BACKGROUND/AIMS: In comparison with commercial drugs, there are few regulations concerning the labeling of investigational drugs. This leads to variability in their content and layout. This increases the risk of errors during storage, validation, compounding, dispensing and administration. The aim of this study was to evaluate the conformity and variability of investigational drug labels. Additional exploratory aims were to evaluate the use of an automated script to describe the labels and to identify the factors associated with the ease of finding a kit number.

METHODS: An 87-criterion list was developed to evaluate content, format and readability. It included eight criteria to evaluate the conformity to the Canadian Food and Drugs Regulation. A systematic cross-sectional evaluation of all investigational drug labels in our 500-bed mother-child center was performed. All active protocols during the period of 14-22 February 2018 were included. Labels from drugs that were sourced locally were excluded. Labels affixed to the outside (external) and inside (internal) containers, as well as labels from American and European sponsors, were compared with the chi-square and Student's t tests. A script was developed in Python to automatically determine key information (number of words, main colors and their proportion). A short survey was conducted with a convenience sample of pharmacists to rate the ease of finding the kit number on labels. Correlation was evaluated with different factors.

RESULTS: A total of 27 protocols were included (24 internal and 34 external labels). The majority (33/34) of external labels were compliant with the Regulation. Some internal labels did not state the expiry date (9/13), the sponsor address (2/13) or storing conditions (1/13). A total of 10 criteria were different between internal and external labels, for instance, the number of languages was higher on external labels (median 3 (2-14) vs 10 (2-50); p = 0.013). Five criteria were different depending on the sponsors' location, for instance, European sponsors were more prone to use bold characters (25% vs 61%, p = 0.034).

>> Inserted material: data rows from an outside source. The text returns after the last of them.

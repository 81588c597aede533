//! Repository traits describing persistence adapters.

use async_trait::async_trait;
use thiserror::Error;

use crate::domain::posts::{PostDraft, PostRecord};

#[derive(Debug, Error)]
pub enum RepoError {
    #[error("persistence error: {0}")]
    Persistence(String),
    #[error("resource not found")]
    NotFound,
    #[error("invalid input: {message}")]
    InvalidInput { message: String },
    #[error("database timeout")]
    Timeout,
}

impl RepoError {
    pub fn from_persistence(err: impl std::fmt::Display) -> Self {
        Self::Persistence(err.to_string())
    }
}

#[async_trait]
pub trait PostsRepo: Send + Sync {
    /// All posts, newest first.
    async fn list_posts(&self) -> Result<Vec<PostRecord>, RepoError>;

    async fn find_post(&self, id: i64) -> Result<Option<PostRecord>, RepoError>;

    async fn create_post(&self, draft: &PostDraft) -> Result<PostRecord, RepoError>;

    /// Returns `RepoError::NotFound` when no post has this id.
    async fn update_post(&self, id: i64, draft: &PostDraft) -> Result<PostRecord, RepoError>;

    /// Returns whether a row was removed.
    async fn delete_post(&self, id: i64) -> Result<bool, RepoError>;
}
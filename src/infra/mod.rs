//! Infrastructure adapters and runtime bootstrap.

pub mod assets;
pub mod db;
pub mod error;
pub mod http;
pub mod telemetry;
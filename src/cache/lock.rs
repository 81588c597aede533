use std::sync::{Mutex, MutexGuard};

use tracing::warn;

/// Acquire a store mutex, recovering the guard if a previous holder panicked.
pub(crate) fn mutex_lock<'a, T>(
    lock: &'a Mutex<T>,
    store: &'static str,
    op: &'static str,
) -> MutexGuard<'a, T> {
    match lock.lock() {
        Ok(guard) => guard,
        Err(poisoned) => {
            warn!(
                store,
                op,
                "cache store lock was poisoned; continuing with its last state"
            );
            poisoned.into_inner()
        }
    }
}

#[cfg(test)]
mod tests {
    use std::panic::{AssertUnwindSafe, catch_unwind};

    use super::*;

    #[test]
    fn recovers_poisoned_mutex() {
        let lock = Mutex::new(1_u32);

        let _ = catch_unwind(AssertUnwindSafe(|| {
            let _guard = lock.lock().expect("lock should be acquired");
            panic!("poison lock");
        }));

        assert!(lock.is_poisoned());
        let mut guard = mutex_lock(&lock, "test", "recover");
        *guard += 1;
        assert_eq!(*guard, 2);
    }
}
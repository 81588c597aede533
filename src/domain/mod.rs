//! Domain layer types and invariants.

pub mod contact;
pub mod error;
pub mod pages;
pub mod posts;
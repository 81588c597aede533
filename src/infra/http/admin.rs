//! Password-protected post management.

use axum::{
    Form, Router,
    body::Body,
    extract::{FromRef, Path, State},
    http::{HeaderValue, Request, StatusCode, header},
    middleware::{self, Next},
    response::{IntoResponse, Redirect, Response},
    routing::{get, post},
};
use serde::Deserialize;
use tracing::{debug, warn};

use crate::application::{
    auth::{AdminAuthenticator, AuthError},
    error::{ErrorReport, HttpError},
    posts::{PostServiceError, SavePost},
};
use crate::presentation::views::{
    AdminDashboardTemplate, AdminEditorTemplate, AdminPostRow, CacheOverview, EditorView,
    render_not_found_response, render_template_response,
};

use super::HttpState;

const REALM_CHALLENGE: &str = "Basic realm=\"folio-admin\", charset=\"UTF-8\"";

#[derive(Clone)]
pub struct AdminState {
    pub auth: AdminAuthenticator,
}

/// Authenticated administrator, available to handlers as an extension.
#[derive(Clone, Debug)]
pub struct AdminPrincipal {
    pub username: String,
}

pub fn build_admin_router(state: HttpState) -> Router<HttpState> {
    let admin_state = AdminState::from_ref(&state);

    Router::new()
        .route("/admin", get(dashboard))
        .route("/admin/new", get(new_post))
        .route("/admin/edit/{id}", get(edit_post))
        .route("/admin/save", post(save_post))
        .route("/admin/delete/{id}", post(delete_post))
        .route_layer(middleware::from_fn_with_state(admin_state, require_admin))
}

async fn require_admin(
    State(state): State<AdminState>,
    mut request: Request<Body>,
    next: Next,
) -> Response {
    let authorization = request
        .headers()
        .get(header::AUTHORIZATION)
        .and_then(|value| value.to_str().ok());

    match state.auth.authenticate(authorization) {
        Ok(username) => {
            let principal = AdminPrincipal { username };
            request.extensions_mut().insert(principal.clone());
            let mut response = next.run(request).await;
            response.extensions_mut().insert(principal);
            response
        }
        Err(err) => {
            if err != AuthError::Missing {
                warn!(error = %err, "admin authentication failed");
            }
            unauthorized("infra::http::admin::require_admin", &err.to_string())
        }
    }
}

/// Answer with a fresh Basic challenge so the browser forgets stored credentials.
pub async fn logout() -> Response {
    unauthorized("infra::http::admin::logout", "logged out")
}

fn unauthorized(source: &'static str, detail: &str) -> Response {
    let mut response = (StatusCode::UNAUTHORIZED, "Authentication required").into_response();
    response.headers_mut().insert(
        header::WWW_AUTHENTICATE,
        HeaderValue::from_static(REALM_CHALLENGE),
    );
    ErrorReport::from_message(source, StatusCode::UNAUTHORIZED, detail).attach(&mut response);
    response
}

async fn dashboard(
    State(state): State<HttpState>,
    axum::Extension(principal): axum::Extension<AdminPrincipal>,
) -> Response {
    let posts = match state.posts.list().await {
        Ok(posts) => posts,
        Err(err) => return HttpError::from(err).into_response(),
    };

    let stores = &state.cache.stores;
    let cache = CacheOverview {
        enabled: state.cache.config.enabled,
        stats: state.cache.stats.snapshot(),
        static_entries: stores.static_assets.len(),
        page_entries: stores.pages.len(),
        non_cacheable_entries: stores.non_cacheable.len(),
    };

    render_template_response(
        AdminDashboardTemplate {
            layout: state.layout(),
            username: principal.username,
            posts: posts.iter().map(AdminPostRow::from).collect(),
            cache,
        },
        StatusCode::OK,
    )
}

async fn new_post(State(state): State<HttpState>) -> Response {
    render_template_response(
        AdminEditorTemplate {
            layout: state.layout(),
            editor: EditorView::blank(),
        },
        StatusCode::OK,
    )
}

async fn edit_post(State(state): State<HttpState>, Path(id): Path<i64>) -> Response {
    match state.posts.find(id).await {
        Ok(Some(post)) => render_template_response(
            AdminEditorTemplate {
                layout: state.layout(),
                editor: EditorView::for_post(&post),
            },
            StatusCode::OK,
        ),
        Ok(None) => render_not_found_response(state.layout()),
        Err(err) => HttpError::from(err).into_response(),
    }
}

#[derive(Debug, Deserialize)]
struct SaveForm {
    #[serde(default)]
    id: String,
    title: String,
    #[serde(default)]
    content: String,
}

async fn save_post(State(state): State<HttpState>, Form(form): Form<SaveForm>) -> Response {
    let id = match form.id.trim() {
        "" => None,
        raw => match raw.parse::<i64>() {
            Ok(id) => Some(id),
            Err(_) => {
                return HttpError::new(
                    "infra::http::admin::save_post",
                    StatusCode::BAD_REQUEST,
                    "Invalid post id",
                    format!("`{raw}` is not a post id"),
                )
                .into_response();
            }
        },
    };

    let command = SavePost {
        id,
        title: form.title,
        content: form.content,
    };

    match state.posts.save(command.clone()).await {
        Ok(post) => {
            debug!(post_id = post.id, "redirecting to dashboard after save");
            Redirect::to("/admin").into_response()
        }
        Err(PostServiceError::Domain(err)) => {
            let editor = EditorView {
                heading: if id.is_some() { "Edit post" } else { "New post" }.to_string(),
                id,
                title: command.title,
                content: command.content,
                error: Some(err.to_string()),
            };
            let mut response = render_template_response(
                AdminEditorTemplate {
                    layout: state.layout(),
                    editor,
                },
                StatusCode::UNPROCESSABLE_ENTITY,
            );
            ErrorReport::from_error(
                "infra::http::admin::save_post",
                StatusCode::UNPROCESSABLE_ENTITY,
                &err,
            )
            .attach(&mut response);
            response
        }
        Err(err) => HttpError::from(err).into_response(),
    }
}

async fn delete_post(State(state): State<HttpState>, Path(id): Path<i64>) -> Response {
    match state.posts.delete(id).await {
        Ok(()) => Redirect::to("/admin").into_response(),
        Err(err) => HttpError::from(err).into_response(),
    }
}
//! Application services layer.

pub mod auth;
pub mod error;
pub mod pages;
pub mod posts;
pub mod render;
pub mod repos;
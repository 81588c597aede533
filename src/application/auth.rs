//! Administrator authentication over HTTP Basic credentials.

use base64::{Engine as _, engine::general_purpose::STANDARD};
use sha2::{Digest, Sha256};
use subtle::ConstantTimeEq;
use thiserror::Error;

use crate::config::AdminCredentials;

const BASIC_SCHEME: &str = "Basic";

#[derive(Debug, Error, PartialEq, Eq)]
pub enum AuthError {
    #[error("missing credentials")]
    Missing,
    #[error("malformed authorization header")]
    Malformed,
    #[error("invalid credentials")]
    Invalid,
}

/// Lowercase hex SHA-256 of `password` followed by `salt`.
pub fn hash_password(password: &str, salt: &str) -> String {
    let mut hasher = Sha256::new();
    hasher.update(password.as_bytes());
    hasher.update(salt.as_bytes());
    hex::encode(hasher.finalize())
}

#[derive(Clone)]
pub struct AdminAuthenticator {
    credentials: AdminCredentials,
}

impl AdminAuthenticator {
    pub fn new(credentials: AdminCredentials) -> Self {
        Self { credentials }
    }

    pub fn username(&self) -> &str {
        &self.credentials.username
    }

    /// Check an `Authorization` header value, returning the authenticated username.
    pub fn authenticate(&self, header: Option<&str>) -> Result<String, AuthError> {
        let header = header.ok_or(AuthError::Missing)?;
        let (username, password) = parse_basic(header)?;
        self.verify(&username, &password)?;
        Ok(username)
    }

    pub fn verify(&self, username: &str, password: &str) -> Result<(), AuthError> {
        let expected = &self.credentials;
        let digest = hash_password(password, &expected.salt);

        // Evaluate both comparisons so timing does not reveal which one failed.
        let user_ok = username
            .as_bytes()
            .ct_eq(expected.username.as_bytes())
            .unwrap_u8();
        let pass_ok = digest
            .as_bytes()
            .ct_eq(expected.password_digest.as_bytes())
            .unwrap_u8();

        if user_ok & pass_ok == 1 {
            Ok(())
        } else {
            Err(AuthError::Invalid)
        }
    }
}

fn parse_basic(header: &str) -> Result<(String, String), AuthError> {
    let (scheme, encoded) = header.trim().split_once(' ').ok_or(AuthError::Malformed)?;
    if !scheme.eq_ignore_ascii_case(BASIC_SCHEME) {
        return Err(AuthError::Malformed);
    }

    let decoded = STANDARD
        .decode(encoded.trim())
        .map_err(|_| AuthError::Malformed)?;
    let decoded = String::from_utf8(decoded).map_err(|_| AuthError::Malformed)?;
    let (username, password) = decoded.split_once(':').ok_or(AuthError::Malformed)?;

    Ok((username.to_string(), password.to_string()))
}

#[cfg(test)]
mod tests {
    use super::*;

    fn authenticator() -> AdminAuthenticator {
        AdminAuthenticator::new(AdminCredentials {
            username: "editor".to_string(),
            password_digest: hash_password("s3cret", "salt"),
            salt: "salt".to_string(),
        })
    }

    fn basic(user_pass: &str) -> String {
        format!("Basic {}", STANDARD.encode(user_pass))
    }

    #[test]
    fn hash_matches_known_digest() {
        // sha256("abc")
        assert_eq!(
            hash_password("ab", "c"),
            "ba7816bf8f01cfea414140de5dae2223b00361a396177a9cb410ff61f20015ad"
        );
    }

    #[test]
    fn valid_credentials_authenticate() {
        let auth = authenticator();
        let user = auth
            .authenticate(Some(&basic("editor:s3cret")))
            .expect("authenticated");
        assert_eq!(user, "editor");
    }

    #[test]
    fn password_may_contain_colons() {
        let auth = AdminAuthenticator::new(AdminCredentials {
            username: "editor".to_string(),
            password_digest: hash_password("a:b", ""),
            salt: String::new(),
        });
        assert!(auth.authenticate(Some(&basic("editor:a:b"))).is_ok());
    }

    #[test]
    fn wrong_credentials_are_rejected() {
        let auth = authenticator();
        assert_eq!(
            auth.authenticate(Some(&basic("editor:nope"))),
            Err(AuthError::Invalid)
        );
        assert_eq!(
            auth.authenticate(Some(&basic("someone:s3cret"))),
            Err(AuthError::Invalid)
        );
    }

    #[test]
    fn missing_or_malformed_headers() {
        let auth = authenticator();
        assert_eq!(auth.authenticate(None), Err(AuthError::Missing));
        assert_eq!(
            auth.authenticate(Some("Bearer token")),
            Err(AuthError::Malformed)
        );
        assert_eq!(
            auth.authenticate(Some("Basic !!!")),
            Err(AuthError::Malformed)
        );
        assert_eq!(
            auth.authenticate(Some(&format!("Basic {}", STANDARD.encode("nocolon")))),
            Err(AuthError::Malformed)
        );
    }
}
mod admin;
mod middleware;
mod public;

pub use admin::{AdminState, build_admin_router, logout};
pub use middleware::{RequestContext, log_responses, set_request_context};
pub use public::build_public_router;

use std::sync::Arc;

use axum::{Router, extract::FromRef, middleware as axum_middleware};

use crate::application::{
    auth::AdminAuthenticator, pages::SitePages, posts::PostService, render::MarkdownRenderer,
};
use crate::cache::{CacheState, response_cache_layer};
use crate::config::SiteSettings;
use crate::infra::assets::StaticFiles;
use crate::presentation::views::LayoutView;

/// Everything a request handler may need.
#[derive(Clone)]
pub struct HttpState {
    pub site: Arc<SiteSettings>,
    pub pages: Arc<SitePages>,
    pub posts: PostService,
    pub renderer: Arc<MarkdownRenderer>,
    pub static_files: StaticFiles,
    pub cache: CacheState,
    pub admin: AdminAuthenticator,
}

impl HttpState {
    pub fn layout(&self) -> LayoutView {
        LayoutView {
            site_name: self.site.name.clone(),
            description: self.site.description.clone(),
            author: self.site.author.clone(),
            nav: if self.site.show_routes_in_nav {
                self.pages.nav().to_vec()
            } else {
                Vec::new()
            },
            copyright_year: self.site.copyright_year,
            social_links: self.site.social_links.clone(),
            show_impressum: self.site.show_impressum,
            show_privacy_policy: self.site.show_privacy_policy,
            show_attribution: self.site.show_attribution,
        }
    }
}

impl FromRef<HttpState> for StaticFiles {
    fn from_ref(state: &HttpState) -> Self {
        state.static_files.clone()
    }
}

impl FromRef<HttpState> for AdminState {
    fn from_ref(state: &HttpState) -> Self {
        AdminState {
            auth: state.admin.clone(),
        }
    }
}

/// Assemble the full application router.
///
/// The response cache wraps every route; its admission policy keeps admin,
/// logout, and API traffic out of the stores.
pub fn build_router(state: HttpState) -> Router {
    let cache_state = state.cache.clone();

    build_public_router()
        .merge(build_admin_router(state.clone()))
        .with_state(state)
        .layer(axum_middleware::from_fn_with_state(
            cache_state,
            response_cache_layer,
        ))
        .layer(axum_middleware::from_fn(log_responses))
        .layer(axum_middleware::from_fn(set_request_context))
}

There was a mean of 146 ± 111 words and 78.3% ± 7.3% empty space per label. These were positively correlated (p < 0.001). The proportion of free space on a label was also correlated with the ease of finding the kit number (p = 0.002).

CONCLUSION: We measured a high variability in the labeling of investigational drugs. Key information was missing from labels affixed to internal containers, despite the use of a high number of pages. The automation worked well and further work is needed to identify criteria that may improve readability and reduce error risk. Detailed and harmonized international guidelines are needed.